La DZ Mafia : un réseau mafieux qui infiltre les commerces légitimes
Originellement centrée sur le trafic de drogue, la DZ Mafia a étendu son champ d’action aux commerces légaux dans les Bouches-du-Rhône. La méthode est claire et brutale, imposant une mainmise via :
- Des extorsions d’argent liquide sous la menace physique;
- Des violences ciblées contre les propriétaires et leur personnel;
- Des pressions psychologiques permanentes par des intermédiaires;
- Une implantation progressive dans différents secteurs : épiceries, restaurants, garages, discothèques.
Le tableau ci-dessous résume l’évolution récente des formes de harcèlement exercées par ce réseau mafieux dans la région :
| Année | Type de commerce ciblé | Techniques employées | Conséquences pour les victimes |
|---|---|---|---|
| 2024 | Restaurants, discothèques, garages | Extorsion, menaces physiques, pression psychologique | Pertes financières, fermetures, exils |
| 2025 | Épiceries, commerces de détail | Violence, intimidation armée, tirs d’armes à feu | Fuite forcée, déménagement à l’étranger |
La diversité des cibles montre la capacité de la mafia algérienne à infiltrer largement le tissu économique local, mettant en danger la sécurité et la survie des entrepreneurs honnêtes. Cette réalité appelle à une mobilisation accrue de la justice et de la police pour lutter contre ces réseaux.

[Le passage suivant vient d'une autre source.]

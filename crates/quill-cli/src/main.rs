use quill_core::image::{AvatarDimension, ResizeMode, TransformOptions};
use quill_core::toast::{ActionToast, Notifier, TracingToastSink};
use quill_core::{QuillConfig, SafeHtml, Settings};
use serde::Serialize;
use std::io::Read;
use tracing_subscriber::{EnvFilter, fmt, prelude::*};

#[derive(Debug)]
enum CliError {
    Usage(&'static str),
    Io(std::io::Error),
    Quill(quill_core::Error),
    Json(serde_json::Error),
}

impl std::fmt::Display for CliError {
    fn fmt(&self, f: &mut std::fmt::Formatter<'_>) -> std::fmt::Result {
        match self {
            CliError::Usage(msg) => write!(f, "{msg}"),
            CliError::Io(err) => write!(f, "I/O error: {err}"),
            CliError::Quill(err) => write!(f, "{err}"),
            CliError::Json(err) => write!(f, "JSON error: {err}"),
        }
    }
}

impl From<std::io::Error> for CliError {
    fn from(value: std::io::Error) -> Self {
        Self::Io(value)
    }
}

impl From<quill_core::Error> for CliError {
    fn from(value: quill_core::Error) -> Self {
        Self::Quill(value)
    }
}

impl From<serde_json::Error> for CliError {
    fn from(value: serde_json::Error) -> Self {
        Self::Json(value)
    }
}

#[derive(Debug, Clone, Copy, PartialEq, Eq)]
enum Command {
    Sanitize,
    Strip,
    Excerpt,
    CountWords,
    Url,
    Image,
    Avatar,
    Toast,
}

impl Command {
    fn from_name(name: &str) -> Option<Self> {
        Some(match name {
            "sanitize" => Self::Sanitize,
            "strip" => Self::Strip,
            "excerpt" => Self::Excerpt,
            "count-words" => Self::CountWords,
            "url" => Self::Url,
            "image" => Self::Image,
            "avatar" => Self::Avatar,
            "toast" => Self::Toast,
            _ => return None,
        })
    }
}

#[derive(Debug, Clone, Copy, Default, PartialEq, Eq)]
enum Profile {
    #[default]
    Strict,
    Minimal,
    LinkSafe,
}

#[derive(Debug, Clone, Copy, PartialEq, Eq)]
enum ExcerptBound {
    Chars(usize),
    Words(usize),
}

#[derive(Debug, Default)]
struct Args {
    command: Option<Command>,
    positional: Vec<String>,
    config: Option<String>,
    json: bool,
    profile: Profile,
    bound: Option<ExcerptBound>,
    policy: Option<String>,
    width: Option<u32>,
    height: Option<u32>,
    quality: Option<u8>,
    resize: Option<String>,
    size: Option<String>,
}

fn usage() -> &'static str {
    "quill-cli\n\
\n\
USAGE:\n\
  quill-cli sanitize [--profile strict|minimal|link-safe] [--json] [<path>|-]\n\
  quill-cli strip [<path>|-]\n\
  quill-cli excerpt (--chars <n> | --words <n>) [--json] [<path>|-]\n\
  quill-cli count-words [--json] [<path>|-]\n\
  quill-cli url [--policy denylist|allowlist] [<url>|-]\n\
  quill-cli image [--width <w>] [--height <h>] [--quality <q>] [--resize cover|contain|fill] [<url>|-]\n\
  quill-cli avatar [--size xs|sm|md|lg|xl|2xl|3xl|4xl|<px>] [--json] [<url>|-]\n\
  quill-cli toast <event> [<arg>]\n\
\n\
GLOBAL OPTIONS:\n\
  --config <path>   JSON settings file (sanitize.*, url.policy, images.*)\n\
  --json            structured output where the command supports it\n\
\n\
NOTES:\n\
  - If the input is omitted or '-', it is read from stdin.\n\
  - url, image and avatar take the URL itself; surrounding whitespace is trimmed.\n\
  - Set RUST_LOG (e.g. RUST_LOG=quill_core=debug) to see diagnostics on stderr.\n\
"
}

fn next_value<'a>(it: &mut impl Iterator<Item = &'a String>) -> Result<&'a str, CliError> {
    it.next()
        .map(String::as_str)
        .ok_or(CliError::Usage(usage()))
}

fn next_number<'a, T: std::str::FromStr>(
    it: &mut impl Iterator<Item = &'a String>,
) -> Result<T, CliError> {
    next_value(it)?
        .parse::<T>()
        .map_err(|_| CliError::Usage(usage()))
}

fn parse_args(argv: &[String]) -> Result<Args, CliError> {
    let mut args = Args::default();

    let mut it = argv.iter().skip(1);
    while let Some(a) = it.next() {
        match a.as_str() {
            "--help" | "-h" => return Err(CliError::Usage(usage())),
            "--json" => args.json = true,
            "--config" => args.config = Some(next_value(&mut it)?.to_string()),
            "--profile" => {
                args.profile = match next_value(&mut it)? {
                    "strict" => Profile::Strict,
                    "minimal" => Profile::Minimal,
                    "link-safe" => Profile::LinkSafe,
                    _ => return Err(CliError::Usage(usage())),
                };
            }
            "--chars" => {
                if args.bound.is_some() {
                    return Err(CliError::Usage(usage()));
                }
                args.bound = Some(ExcerptBound::Chars(next_number(&mut it)?));
            }
            "--words" => {
                if args.bound.is_some() {
                    return Err(CliError::Usage(usage()));
                }
                args.bound = Some(ExcerptBound::Words(next_number(&mut it)?));
            }
            "--policy" => args.policy = Some(next_value(&mut it)?.to_string()),
            "--width" => args.width = Some(next_number(&mut it)?),
            "--height" => args.height = Some(next_number(&mut it)?),
            "--quality" => args.quality = Some(next_number(&mut it)?),
            "--resize" => args.resize = Some(next_value(&mut it)?.to_string()),
            "--size" => args.size = Some(next_value(&mut it)?.to_string()),
            "--" => args.positional.extend(it.by_ref().cloned()),
            "-" => args.positional.push(a.clone()),
            other if other.starts_with('-') => return Err(CliError::Usage(usage())),
            other => match args.command {
                None => {
                    args.command =
                        Some(Command::from_name(other).ok_or(CliError::Usage(usage()))?);
                }
                Some(_) => args.positional.push(other.to_string()),
            },
        }
    }

    let max_positional = match args.command {
        None => return Err(CliError::Usage(usage())),
        Some(Command::Toast) => 2,
        Some(_) => 1,
    };
    if args.positional.len() > max_positional {
        return Err(CliError::Usage(usage()));
    }
    if args.command == Some(Command::Toast) && args.positional.is_empty() {
        return Err(CliError::Usage(usage()));
    }
    if args.command == Some(Command::Excerpt) && args.bound.is_none() {
        return Err(CliError::Usage(usage()));
    }

    Ok(args)
}

fn read_input(input: Option<&str>) -> Result<String, CliError> {
    match input {
        None | Some("-") => {
            let mut buf = String::new();
            std::io::stdin().read_to_string(&mut buf)?;
            Ok(buf)
        }
        Some(path) => Ok(std::fs::read_to_string(path)?),
    }
}

/// URL commands take the value inline; `-` or nothing reads it from stdin.
fn read_url(input: Option<&str>) -> Result<String, CliError> {
    match input {
        None | Some("-") => Ok(read_input(None)?.trim().to_string()),
        Some(url) => Ok(url.trim().to_string()),
    }
}

fn load_config(path: Option<&str>) -> Result<QuillConfig, CliError> {
    let Some(path) = path else {
        return Ok(QuillConfig::defaults());
    };
    let text = std::fs::read_to_string(path)?;
    let user = QuillConfig::from_json_str(&text)?;
    tracing::debug!(path, "loaded config");
    Ok(QuillConfig::with_defaults(&user))
}

fn write_json(value: &impl Serialize) -> Result<(), CliError> {
    serde_json::to_writer(std::io::stdout().lock(), value)?;
    println!();
    Ok(())
}

#[derive(Serialize)]
struct WordCountOut {
    words: usize,
}

#[derive(Serialize)]
#[serde(rename_all = "camelCase")]
struct AvatarOut {
    src: String,
    src_set: String,
}

fn run(args: Args) -> Result<(), CliError> {
    let mut config = load_config(args.config.as_deref())?;
    if let Some(policy) = &args.policy {
        config.set_value("url.policy", serde_json::Value::String(policy.clone()));
    }
    let settings = Settings::from_config(&config)?;
    let input = args.positional.first().map(String::as_str);

    match args.command.ok_or(CliError::Usage(usage()))? {
        Command::Sanitize => {
            let html = read_input(input)?;
            let profile = match args.profile {
                Profile::Strict | Profile::LinkSafe => &settings.strict,
                Profile::Minimal => &settings.minimal,
            };
            let safe = SafeHtml::with_profile(&html, profile);
            if args.json {
                write_json(&safe)?;
            } else {
                println!("{safe}");
            }
        }
        Command::Strip => {
            println!("{}", quill_core::strip_html(&read_input(input)?));
        }
        Command::Excerpt => {
            let html = read_input(input)?;
            let excerpt = match args.bound {
                Some(ExcerptBound::Chars(n)) => quill_core::excerpt(&html, n),
                Some(ExcerptBound::Words(n)) => quill_core::get_excerpt_by_words(&html, n),
                None => return Err(CliError::Usage(usage())),
            };
            if args.json {
                write_json(&excerpt)?;
            } else {
                println!("{}", excerpt.text);
            }
        }
        Command::CountWords => {
            let words = quill_core::count_words(&read_input(input)?);
            if args.json {
                write_json(&WordCountOut { words })?;
            } else {
                println!("{words}");
            }
        }
        Command::Url => {
            let url = read_url(input)?;
            println!("{}", settings.sanitize_url(&url));
        }
        Command::Image => {
            let url = read_url(input)?;
            let resize = match &args.resize {
                Some(mode) => mode.parse::<ResizeMode>()?,
                None => ResizeMode::default(),
            };
            let options = TransformOptions {
                width: args.width,
                height: args.height,
                quality: args.quality,
                resize,
            };
            println!(
                "{}",
                settings.images.optimized_image_url(Some(&url), &options)
            );
        }
        Command::Avatar => {
            let url = read_url(input)?;
            let url = Some(url.as_str()).filter(|u| !u.is_empty());
            let size = match &args.size {
                Some(size) => size.parse::<AvatarDimension>()?,
                None => AvatarDimension::default(),
            };
            let src = settings.images.avatar_url(url, size);
            if args.json {
                write_json(&AvatarOut {
                    src,
                    src_set: settings.images.avatar_src_set(url, size.pixels()),
                })?;
            } else {
                println!("{src}");
            }
        }
        Command::Toast => {
            let name = args.positional.first().ok_or(CliError::Usage(usage()))?;
            let action = ActionToast::from_name(name, args.positional.get(1).map(String::as_str))?;
            let toast = action.toast();
            Notifier::new(TracingToastSink::default()).show(&toast);
            write_json(&toast)?;
        }
    }

    Ok(())
}

fn init_tracing() {
    let env_filter = EnvFilter::try_from_default_env()
        .unwrap_or_else(|_| EnvFilter::try_new("warn").expect("warn filter is valid"));

    tracing_subscriber::registry()
        .with(fmt::layer().with_writer(std::io::stderr))
        .with(env_filter)
        .init();
}

fn main() {
    let args = match parse_args(&std::env::args().collect::<Vec<_>>()) {
        Ok(v) => v,
        Err(CliError::Usage(msg)) => {
            eprintln!("{msg}");
            std::process::exit(2);
        }
        Err(err) => {
            eprintln!("{err}");
            std::process::exit(1);
        }
    };

    init_tracing();

    match run(args) {
        Ok(()) => {}
        Err(CliError::Usage(msg)) => {
            eprintln!("{msg}");
            std::process::exit(2);
        }
        Err(err) => {
            eprintln!("{err}");
            std::process::exit(1);
        }
    }
}

#[cfg(test)]
mod tests {
    use super::*;

    fn argv(items: &[&str]) -> Vec<String> {
        std::iter::once("quill-cli")
            .chain(items.iter().copied())
            .map(String::from)
            .collect()
    }

    #[test]
    fn parses_excerpt_bounds() {
        let args = parse_args(&argv(&["excerpt", "--words", "5", "post.html"])).unwrap();
        assert_eq!(args.command, Some(Command::Excerpt));
        assert_eq!(args.bound, Some(ExcerptBound::Words(5)));
        assert_eq!(args.positional, vec!["post.html".to_string()]);
    }

    #[test]
    fn excerpt_requires_exactly_one_bound() {
        assert!(matches!(
            parse_args(&argv(&["excerpt"])),
            Err(CliError::Usage(_))
        ));
        assert!(matches!(
            parse_args(&argv(&["excerpt", "--chars", "3", "--words", "2"])),
            Err(CliError::Usage(_))
        ));
    }

    #[test]
    fn toast_takes_event_and_optional_argument() {
        let args = parse_args(&argv(&["toast", "copied", "Link"])).unwrap();
        assert_eq!(args.positional, vec!["copied".to_string(), "Link".to_string()]);
        assert!(matches!(
            parse_args(&argv(&["toast"])),
            Err(CliError::Usage(_))
        ));
    }

    #[test]
    fn config_file_is_merged_over_defaults() {
        let tmp = tempfile::tempdir().unwrap();
        let path = tmp.path().join("quill.json");
        std::fs::write(&path, r#"{ "images": { "defaultQuality": 50 } }"#).unwrap();

        let config = load_config(Some(path.to_str().unwrap())).unwrap();
        assert_eq!(
            config.require_u64("images.defaultQuality").unwrap(),
            Some(50)
        );
        assert_eq!(config.require_u64("images.avatarQuality").unwrap(), Some(80));
        assert_eq!(config.get_str("url.policy"), Some("denylist"));
    }

    #[test]
    fn rejects_unknown_commands_and_flags() {
        assert!(matches!(parse_args(&argv(&["frobnicate"])), Err(CliError::Usage(_))));
        assert!(matches!(
            parse_args(&argv(&["strip", "--bogus"])),
            Err(CliError::Usage(_))
        ));
        assert!(matches!(parse_args(&argv(&[])), Err(CliError::Usage(_))));
        assert!(matches!(
            parse_args(&argv(&["sanitize", "--profile", "loose"])),
            Err(CliError::Usage(_))
        ));
    }
}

Les options pour les commerçants face à la menace
Lorsque le poids de la menace devient paralysant, les commerçants doivent réfléchir aux alternatives suivantes :
- Quitter le pays pour échapper à l’insécurité et tenter de reconstruire une vie paisible ailleurs;
- Constituer des réseaux de solidarité avec d’autres victimes pour partager conseils et mutualiser la protection;
- Signaler les faits aux autorités malgré les risques, pour espérer une intervention effective;
- Mettre en place des associations locales pour sensibiliser et soutenir les commerces ciblés.
Ces stratégies témoignent de la résilience des commerçants confrontés à la violence organisée. L’exemple de cet épicier de Martigues, contraint à la fuite pour rester en vie, révèle la nécessité d’un engagement collectif fort.

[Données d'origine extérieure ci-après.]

use crate::defaults::{ALLOWED_URL_SCHEMES, DENIED_URL_SCHEMES};
use crate::{Error, QuillConfig, Result};
use std::str::FromStr;

/// How user-supplied link URLs are screened.
#[derive(Debug, Clone, Copy, Default, PartialEq, Eq)]
pub enum UrlPolicy {
    /// Rejects `javascript:`, `data:` and `vbscript:` and passes everything else through.
    ///
    /// This is the historical behaviour. It is a denylist, so obfuscated or new dangerous
    /// schemes are not caught; prefer [`UrlPolicy::Allowlist`] for new call sites.
    #[default]
    Denylist,
    /// Accepts only `http:`, `https:`, `mailto:` and scheme-less relative references.
    Allowlist,
}

impl FromStr for UrlPolicy {
    type Err = Error;

    fn from_str(s: &str) -> Result<Self> {
        match s.trim().to_ascii_lowercase().as_str() {
            "denylist" => Ok(Self::Denylist),
            "allowlist" => Ok(Self::Allowlist),
            _ => Err(Error::UnknownUrlPolicy {
                value: s.to_string(),
            }),
        }
    }
}

impl UrlPolicy {
    /// Reads `url.policy`; absent means [`UrlPolicy::Denylist`].
    pub fn from_config(config: &QuillConfig) -> Result<Self> {
        match config.require_str("url.policy")? {
            None => Ok(Self::default()),
            Some(v) => v.parse(),
        }
    }
}

/// Screens a link URL with the compatible denylist. Rejected input yields `""`.
///
/// The scheme check runs on a trimmed, lowercased copy; an accepted URL is returned exactly as
/// given.
pub fn sanitize_url(url: &str) -> String {
    sanitize_url_with(url, UrlPolicy::Denylist)
}

pub fn sanitize_url_with(url: &str, policy: UrlPolicy) -> String {
    if url.is_empty() {
        return String::new();
    }

    let accepted = match policy {
        UrlPolicy::Denylist => passes_denylist(url),
        UrlPolicy::Allowlist => passes_allowlist(url),
    };

    if accepted {
        url.to_string()
    } else {
        tracing::debug!(?policy, "rejected link url");
        String::new()
    }
}

fn passes_denylist(url: &str) -> bool {
    let lower = url.trim().to_lowercase();
    !DENIED_URL_SCHEMES.iter().any(|s| lower.starts_with(s))
}

fn is_ctrl_character_like(ch: char) -> bool {
    matches!(ch,
        '\u{0000}'..='\u{001F}'
        | '\u{007F}'..='\u{009F}'
        | '\u{2000}'..='\u{200D}'
        | '\u{FEFF}'
    )
}

fn passes_allowlist(url: &str) -> bool {
    // Browsers ignore control and zero-width characters inside a scheme (`java\tscript:`).
    let inspected: String = url
        .trim()
        .chars()
        .filter(|&ch| !is_ctrl_character_like(ch))
        .collect::<String>()
        .to_ascii_lowercase();

    if inspected.is_empty() {
        return false;
    }

    if matches!(inspected.as_bytes()[0], b'/' | b'.' | b'#' | b'?') {
        // `//host` is protocol-relative and inherits the page's (http/https) scheme.
        return true;
    }

    match scheme_of(&inspected) {
        Some(scheme) => ALLOWED_URL_SCHEMES.contains(&scheme),
        // A path such as `post/42` or `www.example.com` has no scheme to abuse.
        None => true,
    }
}

/// The `scheme:` prefix, if the text before the first `:` looks like a URL scheme.
fn scheme_of(url: &str) -> Option<&str> {
    let colon = url.find(':')?;
    let candidate = &url[..colon];
    if let Some(boundary) = url.find(['/', '?', '#']) {
        if boundary < colon {
            return None;
        }
    }
    let valid = candidate
        .chars()
        .next()
        .is_some_and(|c| c.is_ascii_alphabetic())
        && candidate
            .chars()
            .all(|c| c.is_ascii_alphanumeric() || matches!(c, '+' | '-' | '.'));
    if valid {
        Some(&url[..=colon])
    } else {
        // Something like `&!*javascript:` is not a scheme, but browsers may still
        // mis-handle it; refuse it rather than guess.
        Some("")
    }
}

Justice et lutte contre la mafia algérienne : un combat en cours pour la sécurité des épiciers
La Brigade de Répression du Banditisme a lancé une enquête approfondie visant à démanteler l’organisation derrière ces actes d’intimidation et d’extorsion. Depuis le début des investigations, plusieurs victimes et témoins ont été entendus, tandis que les recherches continuent en quête de complices et de preuves tangibles.
Le processus judiciaire, même s’il est long, représente un espoir tangible pour les épiciers et commerçants concernés. Il met en lumière le rôle essentiel des forces de l’ordre dans la protection des commerces contre ce fléau qui menace leur liberté et leur survie économique.

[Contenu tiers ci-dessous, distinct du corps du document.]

/// Second pass over the rewriter's output. `lol_html` only reports start tags of elements it
/// finished parsing, so three kinds of markup reach the output untouched: a construct cut off
/// by the end of input, end tags without a start tag, and bogus comments (`<![CDATA[`, `<?`).
/// The first drops everything from its `<` on; the others are dropped unless they are end tags
/// of allowed elements.
fn drop_leftover_markup<'a>(html: &'a str, profile: &SanitizeProfile) -> Cow<'a, str> {
    let bytes = html.as_bytes();
    let mut out = String::new();
    let mut last = 0;
    let mut i = 0;

    while let Some(off) = html[i..].find('<') {
        let start = i + off;
        let next = bytes.get(start + 1).copied();
        if !starts_tag(next) {
            i = start + 1;
            continue;
        }

        let Some(end) = markup_end(html, start) else {
            tracing::debug!(offset = start, "dropping unterminated markup at end of input");
            out.push_str(&html[last..start]);
            last = html.len();
            break;
        };

        let keep = match next {
            Some(b'/') => profile.keeps_end_tag(&html[start + 2..end]),
            Some(b'!' | b'?') => false,
            _ => true,
        };
        if !keep {
            out.push_str(&html[last..start]);
            last = end;
        }
        i = end;
    }

    if last == 0 {
        return Cow::Borrowed(html);
    }
    out.push_str(&html[last..]);
    Cow::Owned(out)
}

/// Maximal stripping for input the rewriter could not handle: every tag delimiter becomes text.
fn escape_as_text(input: &str) -> String {
    input.replace('<', "&lt;").replace('>', "&gt;")
}

fn normalize_nbsp(input: String) -> String {
    if !input.contains("&nbsp;") && !input.contains('\u{00A0}') {
        return input;
    }
    input.replace("&nbsp;", " ").replace('\u{00A0}', " ")
}

fn rewrite(text: &str, profile: &SanitizeProfile) -> String {
    let text = escape_stray_lt(text);

    let handlers = vec![element!("*", |el| {
        let lc_tag = el.tag_name().to_ascii_lowercase();

        if lc_tag == "script" {
            el.remove();
            return Ok(());
        }

        if !profile.allowed_tags.contains(&lc_tag) || profile.forbid_tags.contains(&lc_tag) {
            if profile.keep_content && !profile.forbid_contents.contains(&lc_tag) {
                el.remove_and_keep_content();
            } else {
                el.remove();
            }
            return Ok(());
        }

        let attrs: Vec<(String, String)> = el
            .attributes()
            .iter()
            .map(|a| (a.name(), a.value()))
            .collect();

        for (name, value) in attrs {
            let lc_name = name.to_ascii_lowercase();
            if !profile.is_valid_attribute(&lc_name, &value) {
                el.remove_attribute(&name);
            }
        }

        Ok(())
    })];

    let result = rewrite_str(
        text.as_ref(),
        RewriteStrSettings {
            element_content_handlers: handlers,
            document_content_handlers: vec![doc_comments!(|c| {
                c.remove();
                Ok(())
            })],
            ..RewriteStrSettings::new()
        },
    );

    match result {
        Ok(out) => match drop_leftover_markup(&out, profile) {
            Cow::Borrowed(_) => out,
            Cow::Owned(cleaned) => cleaned,
        },
        Err(err) => {
            tracing::warn!(error = %err, "html rewrite failed; escaping input as plain text");
            escape_as_text(text.as_ref())
        }
    }
}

Mesures pour renforcer la protection des commerces face à la mafia
Un ensemble d’actions coordonnées pourrait améliorer la sécurité de ces commerces :
- Renforcement de la présence policière dans les quartiers sensibles pour dissuader les malfaiteurs;
- Création de plateformes collaboratives entre commerçants victimes pour partager informations et alertes;
- Mise en place de dispositifs de dénonciation anonyme pour encourager les témoignages sans crainte de représailles;
- Campagnes d’information sur les droits des commerçants et les moyens d’action face à la violence organisée.
Ce type de réponse collective reste la clé pour que la notion de safeHarbor épicerie ne soit plus un rêve lointain, mais une réalité concrète sur le terrain.